Con la teoria dei miti Sorel si discosta dalla teoria marxista totalmente materialista. Ciò porterà a fraintendimenti riguardo lo spettro politico dove collocare il filosofo francese. Secondo Sorel gli uomini hanno bisogni di miti per mettere in moto la Storia e agire con decisione. Questa visione punta sull’irrazionalità dei sentimenti umani che deve essere eccitata al punto giusto per far sì che l’essere umano si dedichi anima e corpo alla causa dello sciopero. Sorel afferma che i miti sono sempre stati usati dall’uomo. Egli porta l’esempio principalmente dei primi cristiani. Essi agirono aspettando la seconda venuta di Cristo e quindi l’Apocalisse. Avendo questo mito, essi si votarono completamente alla causa permettendo il successo del cristianesimo. Poco importa che il mito cristiano avesse un fine che poi non si è minimamente avverato. Per Sorel è esattamente così che deve funzionare il mondo. Gli uomini agiscono avendo come scopo ultimo un qualcosa di mitico. Se poi il risultato delle loro azioni è simile ma non uguale a quello che avevano pensato e progettato è un dettaglio secondario. L’importante è che si agisca. Nel caso del pensiero soreliano il mito da inseguire è quello dello sciopero generale

Lo sciopero generale

Questo è decisamente il punto principale della teoria politica soreliana. Egli vede lo sciopero generale come una grande battaglia napoleonica con l’obiettivo della totale sconfitta del nemico. Una grande lotta campale. Sorel afferma che lo sciopero generale è il mito, inteso nell’accezione che abbiamo visto precedentemente, dei sindacalisti rivoluzionari. Quindi l’obiettivo è dare vita a un’enorme sciopero che porti i proletari a ribaltare lo status quo ed assumere il potere. A questo proposito si innestano due altre questioni decisive per Sorel: la prima riguarda la borghesia mentre la seconda l’uso della violenza. Per quanto riguarda la borghesia egli afferma che uno sciopero generale e rivoluzionario può avvenire solo in Nazioni dove la borghesia è all’apice della combattività. Quindi la classe rivale deve essere al massimo delle forze in modo da costringere il proletariato a compiere il massimo sforzo. Per questo Sorel è stato tacciato come il filosofo “della reazione” ignorando completamente il fatto che egli creda nella buona riuscita dello sciopero generale. C’è poi la questione della violenza che egli accetta in quanto necessaria in un contesto di conflittualità padrone/proletario che è eredita direttamente dal marxismo. Quindi se da una parte Sorel apre all’irrazionalità e quindi spezza l’unità materialistica di Marx, dall’altra tiene conto del materialismo per quanto riguarda la lotta tra classi sociali. La violenza è quindi vista come lo strumento che fa esplodere la conflittualità tra classi, mette in moto la ruota degli eventi storici e permette l’avvicinamento all’obiettivo dello sciopero generale e quindi alla nuova Società. Come si può facilmente notare sono concetti lontanissimi dai nostri schemi mentali.
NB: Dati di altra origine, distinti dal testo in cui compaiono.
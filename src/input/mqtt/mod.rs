//! MQTT input for the home sensor broker.
//!
//! The broker session keeps the connection alive and hands every message to
//! the topic router; the command publisher sends device toggles back out.

mod client;
mod command;
mod router;

pub use client::{BrokerEventLoop, BrokerSession};
pub use command::{CommandPublisher, CommandRequest, CommandSink};
pub use router::{Routed, TopicRouter};
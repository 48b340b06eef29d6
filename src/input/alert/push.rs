//! Push-mode alert feed over a persistent WebSocket.

use super::{AlertSink, FallReport};
use crate::error::Result;
use crate::state::{AlertEvent, SequenceKey};
use futures_util::StreamExt;
use log::{debug, error, info, warn};
use std::time::Duration;
use tokio::net::TcpStream;
use tokio_tungstenite::tungstenite::Message;
use tokio_tungstenite::{MaybeTlsStream, WebSocketStream, connect_async};
use tokio_util::sync::CancellationToken;

type WsStream = WebSocketStream<MaybeTlsStream<TcpStream>>;

/// How long the close handshake may take once the session is cancelled.
const CLOSE_GRACE: Duration = Duration::from_millis(500);

/// Receives fall reports pushed by the detection server.
///
/// Frames carry no reliable server time, so accepted alerts are numbered
/// with a local counter. A socket error ends the transport; it does not
/// reconnect on its own.
pub struct PushTransport {
    url: String,
    stream: Option<WsStream>,
    counter: u64,
}

impl PushTransport {
    /// Transport that connects when run.
    pub fn new(url: impl Into<String>) -> Self {
        Self {
            url: url.into(),
            stream: None,
            counter: 0,
        }
    }

    /// Open the socket now. Used by capability probing.
    pub async fn connect(url: impl Into<String>) -> Result<Self> {
        let url = url.into();
        let (stream, _) = connect_async(url.as_str()).await?;
        info!("[Alert] Push socket connected to {}", url);
        Ok(Self {
            url,
            stream: Some(stream),
            counter: 0,
        })
    }

    pub fn is_connected(&self) -> bool {
        self.stream.is_some()
    }

    /// Decode one text frame. Only `fall == true` produces an event.
    fn decode(&mut self, text: &str) -> Result<Option<AlertEvent>> {
        let report: FallReport = serde_json::from_str(text)?;
        if !report.fall {
            return Ok(None);
        }

        self.counter += 1;
        Ok(Some(AlertEvent::fall(
            report.confidence,
            SequenceKey::Counter(self.counter),
        )))
    }

    pub async fn run(mut self, mut sink: AlertSink, cancel: CancellationToken) {
        let mut stream = match self.stream.take() {
            Some(stream) => stream,
            None => {
                let connected = tokio::select! {
                    _ = cancel.cancelled() => return,
                    connected = connect_async(self.url.as_str()) => connected,
                };
                match connected {
                    Ok((stream, _)) => {
                        info!("[Alert] Push socket connected to {}", self.url);
                        stream
                    }
                    Err(e) => {
                        error!("[Alert] Push socket to {} failed: {}", self.url, e);
                        return;
                    }
                }
            }
        };

        loop {
            let message = tokio::select! {
                _ = cancel.cancelled() => {
                    match tokio::time::timeout(CLOSE_GRACE, stream.close(None)).await {
                        Ok(Ok(())) => {}
                        Ok(Err(e)) => debug!("[Alert] Push socket close failed: {}", e),
                        Err(_) => debug!("[Alert] Push socket close not acknowledged in time"),
                    }
                    break;
                }
                message = stream.next() => message,
            };

            match message {
                Some(Ok(Message::Text(text))) => {
                    let text_str: &str = &text;
                    match self.decode(text_str) {
                        Ok(Some(event)) => {
                            if !sink.deliver(event, &cancel).await {
                                break;
                            }
                        }
                        Ok(None) => debug!("[Alert] No fall in push frame"),
                        Err(e) => warn!("[Alert] Malformed push frame {:?}: {}", text_str, e),
                    }
                }
                Some(Ok(Message::Close(_))) | None => {
                    info!("[Alert] Push socket closed");
                    break;
                }
                Some(Ok(_)) => {}
                Some(Err(e)) => {
                    error!("[Alert] Push socket error: {}", e);
                    break;
                }
            }
        }
    }
}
Ma il peccato di Sorel è soprattutto quello di essere stato letto e apprezzato da Mussolini. Il futuro Duce, quando era ancora un socialista, definì il filosofo una sorta di padre spirituale. Ne apprezzava soprattutto la teoria sulla violenza. Ma Mussolini sbagliò completamente ad interpretarlo. Ad un lettore distratto può sembrare che ci siano affinità tra i due ma la realtà è che il Duce vedeva la violenza come strumento fine a sé stesso per arrivare a un futuro non meglio specificato. Sorel invece la vedeva come strumento dialettico per far progredire la Storia. Da questa incomprensione parte la leggenda del Sorel come reazionario e ispiratore del fascismo. Niente di più falso. Per quanto Sorel sembri sostenere tesi a metà tra il revisionismo e la rivoluzione, egli fu un pensatore marxista di livello. Ma fece di più. Diede vita a una sua teoria. Simil-marxista, che per anni influenzò il movimento sindacale franco-italiano, affascinando anche la componente anarchica molto presente in Spagna. Nonostante molte sue idee siano considerabili vetuste, Sorel merita una lettura in modo da non cadere in tranelli filosofici e recuperare l’affascinante concetto di sciopero generale.